Discovering New Worlds Very Close By
Animal Dreams is sitting on the end table next to me on the couch.  Waiting.  Just finished Flight Behavior, and before that Poisonwood Bible right after reading my first Kingsolver novel, Prodigal Summer. 

With a few exceptions, my novel reading started in high school English class and ended with high school graduation.  With an English professor partner I usually do not say that out loud, but this past year has been different.  Stacks of books about politics, requiring more dusting than thinking, have been replaced.
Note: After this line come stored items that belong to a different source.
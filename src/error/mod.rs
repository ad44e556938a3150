//! Error types for quotapane.
//!
//! Uses `thiserror` for structured error types shared by every component.
//!
//! ## Error Taxonomy
//!
//! - **Credentials**: no usable credential could be resolved from any source,
//!   or a source existed but was malformed. User-actionable: re-authenticate.
//! - **Authentication**: the server rejected the token even after the one
//!   permitted store re-read. User-actionable: re-authenticate.
//! - **RateLimit**: HTTP 429. Transient; the next poll retries.
//! - **Api**: any other upstream failure, including transport failures
//!   (reported with status 0). Treated uniformly as "retry on next poll".
//! - **Pane**: a tmux command or pane-move protocol failure.
//! - **Internal**: I/O, JSON, and unclassified errors.

use thiserror::Error;

// =============================================================================
// Error Categories
// =============================================================================

/// High-level error categories for classification and user guidance.
#[derive(Debug, Clone, Copy, PartialEq, Eq, Hash)]
pub enum ErrorCategory {
    /// No usable credential found, or a credential source was malformed.
    Credentials,
    /// The server rejected the token (after retry, or at the token endpoint).
    Authentication,
    /// HTTP 429 from the usage API.
    RateLimit,
    /// Other upstream failures, including transport errors (status 0).
    Api,
    /// tmux command or pane-move failures.
    Pane,
    /// Internal errors (I/O, JSON, bugs).
    Internal,
}

impl ErrorCategory {
    /// Returns a human-readable description of the category.
    #[must_use]
    pub const fn description(&self) -> &'static str {
        match self {
            Self::Credentials => "Credentials error",
            Self::Authentication => "Authentication error",
            Self::RateLimit => "Rate limit error",
            Self::Api => "API error",
            Self::Pane => "Pane error",
            Self::Internal => "Internal error",
        }
    }
}

impl std::fmt::Display for ErrorCategory {
    fn fmt(&self, f: &mut std::fmt::Formatter<'_>) -> std::fmt::Result {
        write!(f, "{}", self.description())
    }
}

// =============================================================================
// Error Type
// =============================================================================

/// Main error type for quotapane operations.
#[derive(Error, Debug)]
pub enum QuotapaneError {
    // ==========================================================================
    // Credential errors (Category: Credentials)
    // ==========================================================================
    /// No source yielded a usable credential. `details` lists the per-source
    /// outcomes, including any parse failures, so "not found" and "malformed"
    /// stay distinguishable in diagnostics.
    #[error("no usable Claude credentials ({details})")]
    NoUsableCredentials { details: String },

    /// A specific source exists but could not be parsed or failed validation.
    #[error("malformed credentials in {source_name}: {reason}")]
    CredentialsMalformed { source_name: String, reason: String },

    // ==========================================================================
    // Authentication errors (Category: Authentication)
    // ==========================================================================
    /// The usage API rejected the token even after one store re-read.
    #[error("authentication rejected: {message}")]
    AuthRejected { message: String },

    /// The token endpoint rejected the refresh token.
    #[error("token refresh rejected: {message}")]
    RefreshRejected { message: String },

    /// The token endpoint was unreachable. Distinct from `RefreshRejected`
    /// so callers can suggest "retry later" instead of "re-authenticate".
    #[error("token refresh failed: {message}")]
    RefreshNetwork { message: String },

    // ==========================================================================
    // Upstream errors (Category: RateLimit / Api)
    // ==========================================================================
    /// HTTP 429 from the usage API.
    #[error("rate limited: {message}")]
    RateLimited { message: String },

    /// Any other non-2xx response, or a transport failure (status 0).
    #[error("API error (HTTP {status}): {message}")]
    Api { status: u16, message: String },

    // ==========================================================================
    // Pane errors (Category: Pane)
    // ==========================================================================
    /// A tmux command exited non-zero or produced unusable output.
    #[error("tmux: {message}")]
    Tmux { message: String },

    /// A pane move failed partway through. `restored` records whether the
    /// pane was re-attached at its original position.
    #[error("pane move failed at {step}: {message}")]
    PaneMove {
        step: String,
        message: String,
        restored: bool,
    },

    // ==========================================================================
    // Internal errors (Category: Internal)
    // ==========================================================================
    /// I/O operation failed.
    #[error("I/O error: {0}")]
    Io(#[from] std::io::Error),

    /// JSON serialization/deserialization failed.
    #[error("JSON error: {0}")]
    Json(#[from] serde_json::Error),

    /// Catch-all for other errors.
    #[error(transparent)]
    Other(#[from] anyhow::Error),
}

impl QuotapaneError {
    /// Returns the error category for classification and user guidance.
    #[must_use]
    pub const fn category(&self) -> ErrorCategory {
        match self {
            Self::NoUsableCredentials { .. } | Self::CredentialsMalformed { .. } => {
                ErrorCategory::Credentials
            }

            Self::AuthRejected { .. }
            | Self::RefreshRejected { .. }
            | Self::RefreshNetwork { .. } => ErrorCategory::Authentication,

            Self::RateLimited { .. } => ErrorCategory::RateLimit,

            Self::Api { .. } => ErrorCategory::Api,

            Self::Tmux { .. } | Self::PaneMove { .. } => ErrorCategory::Pane,

            Self::Io(_) | Self::Json(_) | Self::Other(_) => ErrorCategory::Internal,
        }
    }

    /// Returns whether the next poll cycle may reasonably retry.
    #[must_use]
    pub const fn is_retryable(&self) -> bool {
        matches!(
            self,
            Self::RateLimited { .. } | Self::Api { .. } | Self::RefreshNetwork { .. }
        )
    }

    /// User-facing message for the display pane.
    ///
    /// Credential and authentication failures render an actionable
    /// instruction rather than raw HTTP bodies; everything else renders the
    /// server's message, truncated to fit a pane.
    #[must_use]
    pub fn user_message(&self) -> String {
        match self {
            Self::NoUsableCredentials { .. } => {
                "no Claude credentials found; run `claude login` or `opencode auth login`"
                    .to_string()
            }
            Self::CredentialsMalformed { source_name: source, .. } => {
                format!("credentials in {source} are malformed; re-run `claude login`")
            }
            Self::AuthRejected { .. } | Self::RefreshRejected { .. } => {
                "authentication expired; re-run `claude login`".to_string()
            }
            Self::RefreshNetwork { .. } => "token refresh unreachable; retrying".to_string(),
            Self::RateLimited { .. } => "rate limited; retrying on next poll".to_string(),
            other => truncate_message(&other.to_string(), MAX_DISPLAY_MESSAGE),
        }
    }
}

/// Widest message the display pane will be asked to render.
const MAX_DISPLAY_MESSAGE: usize = 120;

/// Truncate a message to `max` characters, appending an ellipsis.
fn truncate_message(message: &str, max: usize) -> String {
    if message.chars().count() <= max {
        return message.to_string();
    }
    let truncated: String = message.chars().take(max.saturating_sub(1)).collect();
    format!("{truncated}\u{2026}")
}

/// Result type alias for quotapane operations.
pub type Result<T> = std::result::Result<T, QuotapaneError>;

// =============================================================================
// Tests
// =============================================================================

#[cfg(test)]
mod tests {
    use super::*;

    #[test]
    fn credential_errors_have_correct_category() {
        let err = QuotapaneError::NoUsableCredentials {
            details: "keychain: not found".to_string(),
        };
        assert_eq!(err.category(), ErrorCategory::Credentials);

        let err = QuotapaneError::CredentialsMalformed {
            source_name: "~/.claude/.credentials.json".to_string(),
            reason: "invalid JSON".to_string(),
        };
        assert_eq!(err.category(), ErrorCategory::Credentials);
    }

    #[test]
    fn auth_errors_have_correct_category() {
        let err = QuotapaneError::AuthRejected {
            message: "invalid bearer token".to_string(),
        };
        assert_eq!(err.category(), ErrorCategory::Authentication);

        let err = QuotapaneError::RefreshRejected {
            message: "invalid_grant".to_string(),
        };
        assert_eq!(err.category(), ErrorCategory::Authentication);

        let err = QuotapaneError::RefreshNetwork {
            message: "connection refused".to_string(),
        };
        assert_eq!(err.category(), ErrorCategory::Authentication);
    }

    #[test]
    fn upstream_errors_have_correct_category() {
        let err = QuotapaneError::RateLimited {
            message: "too many requests".to_string(),
        };
        assert_eq!(err.category(), ErrorCategory::RateLimit);

        let err = QuotapaneError::Api {
            status: 500,
            message: "internal error".to_string(),
        };
        assert_eq!(err.category(), ErrorCategory::Api);

        // Transport failures carry status 0 but stay in the Api category.
        let err = QuotapaneError::Api {
            status: 0,
            message: "connection reset".to_string(),
        };
        assert_eq!(err.category(), ErrorCategory::Api);
    }

    #[test]
    fn pane_errors_have_correct_category() {
        let err = QuotapaneError::Tmux {
            message: "no server running".to_string(),
        };
        assert_eq!(err.category(), ErrorCategory::Pane);

        let err = QuotapaneError::PaneMove {
            step: "join".to_string(),
            message: "pane vanished".to_string(),
            restored: true,
        };
        assert_eq!(err.category(), ErrorCategory::Pane);
    }

    #[test]
    fn retryable_errors() {
        assert!(
            QuotapaneError::RateLimited {
                message: String::new()
            }
            .is_retryable()
        );
        assert!(
            QuotapaneError::Api {
                status: 0,
                message: String::new()
            }
            .is_retryable()
        );
        assert!(
            QuotapaneError::RefreshNetwork {
                message: String::new()
            }
            .is_retryable()
        );
    }

    #[test]
    fn non_retryable_errors() {
        assert!(
            !QuotapaneError::AuthRejected {
                message: String::new()
            }
            .is_retryable()
        );
        assert!(
            !QuotapaneError::NoUsableCredentials {
                details: String::new()
            }
            .is_retryable()
        );
        assert!(
            !QuotapaneError::RefreshRejected {
                message: String::new()
            }
            .is_retryable()
        );
    }

    #[test]
    fn user_message_is_actionable_for_auth_errors() {
        let err = QuotapaneError::AuthRejected {
            message: "401 Unauthorized: {\"error\":...}".to_string(),
        };
        let msg = err.user_message();
        assert!(msg.contains("claude login"), "got: {msg}");
        assert!(!msg.contains("401"), "raw HTTP detail leaked: {msg}");
    }

    #[test]
    fn user_message_is_actionable_for_missing_credentials() {
        let err = QuotapaneError::NoUsableCredentials {
            details: "keychain: not found; claude-cli: not found".to_string(),
        };
        assert!(err.user_message().contains("claude login"));
    }

    #[test]
    fn user_message_truncates_long_server_text() {
        let err = QuotapaneError::Api {
            status: 503,
            message: "x".repeat(500),
        };
        let msg = err.user_message();
        assert!(msg.chars().count() <= MAX_DISPLAY_MESSAGE);
        assert!(msg.ends_with('\u{2026}'));
    }

    #[test]
    fn truncate_message_leaves_short_text_alone() {
        assert_eq!(truncate_message("short", 20), "short");
    }

    #[test]
    fn display_mentions_status_code() {
        let err = QuotapaneError::Api {
            status: 502,
            message: "bad gateway".to_string(),
        };
        assert!(err.to_string().contains("502"));
    }
}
Reading Kingsolver is a welcome, if occasionally disturbing, adventure into worlds outside and within myself.  Part of me thinks, ‘hey, I should try to write similarly accessible and gripping stories where readers learn about how politics really works,’ in place of her teaching us about the natural world.

A larger part of me knows I could never actually pull this off.  But it speaks to how deeply I am loving her work.  I am a teacher and now I am her student as well.  

The stories of those in Zebulon Valley helped me see the complicated relationships between predators and prey that, together, create delicate ecosystems we take for granted as always resilient.  The lessons learned about our missionary and colonial impulses—at home and abroad—in Poisonwood Bible felt like the best political science course I had ever experienced. 

Dellarobia’s struggles, (particularly her exchanges with Ovid and his with the reporter), and Kingsolver’s gentle-yet-powerful description of these, help me see our world in finer shades, where climate change looms as an intimately experienced existential challenge to our species, relationships, and sense of self & community.

But I am not going to try to capture all that I love about these novels, because I lack the skill to articulate, perhaps even to fully identify, all the ways these are sparking my interest and curiosity. 

Just wanted to note that this is yet another way Julie enriches my life…one of a million or more, and to take a moment to appreciate her and these novels, the round house and our Christmas ornaments, date night, the noodle restaurant, Grand Canyon, and Cinque Terra. 

Monday, December 22, 2014

Athletes Speaking Out
When a Hollywood film star or CEO or athlete chooses to speak out on a controversial political or social conflict they always run the risk of being dismissed or even ridiculed for speaking out on something they know little or nothing about.

Sometimes the criticism is well-grounded.  This time it was not and the MSNBC coverage of the story gets my nomination for best covered story of 2014.

Here is a Salon story with a link to the MSNBC interview. Ari Melber, filling in ably for the amazing Chris Hayes, asks the right questions and the right follow ups, with just enough pushing to let the union official steadily reveal, one layer at a time, that his comments were more about thoughtless defensiveness than about an honest discussion of the challenges we face.

Andrew Hawkins, a player for the hapless Cleveland Browns, turns out to be incredibly thoughtful and honest and real.  Why would anyone apologize for calling for justice is a very good question.


Of course, the mass media rarely makes connections across stories (or historical eras).  Today we have stories about American's torturing our enemies abroad and American police killing unarmed citizens at home.  While there are many ways to reject mainstream media failures to make these connections, this story is one worth considering.  Calling for us to step back and 'see' ourselves as we are seen by others, the author notes that for Americans (are we unique here?) 'anything other than a black and white world perplexes us.'

Making connections across news stories is nearly always unsettling for the powerful.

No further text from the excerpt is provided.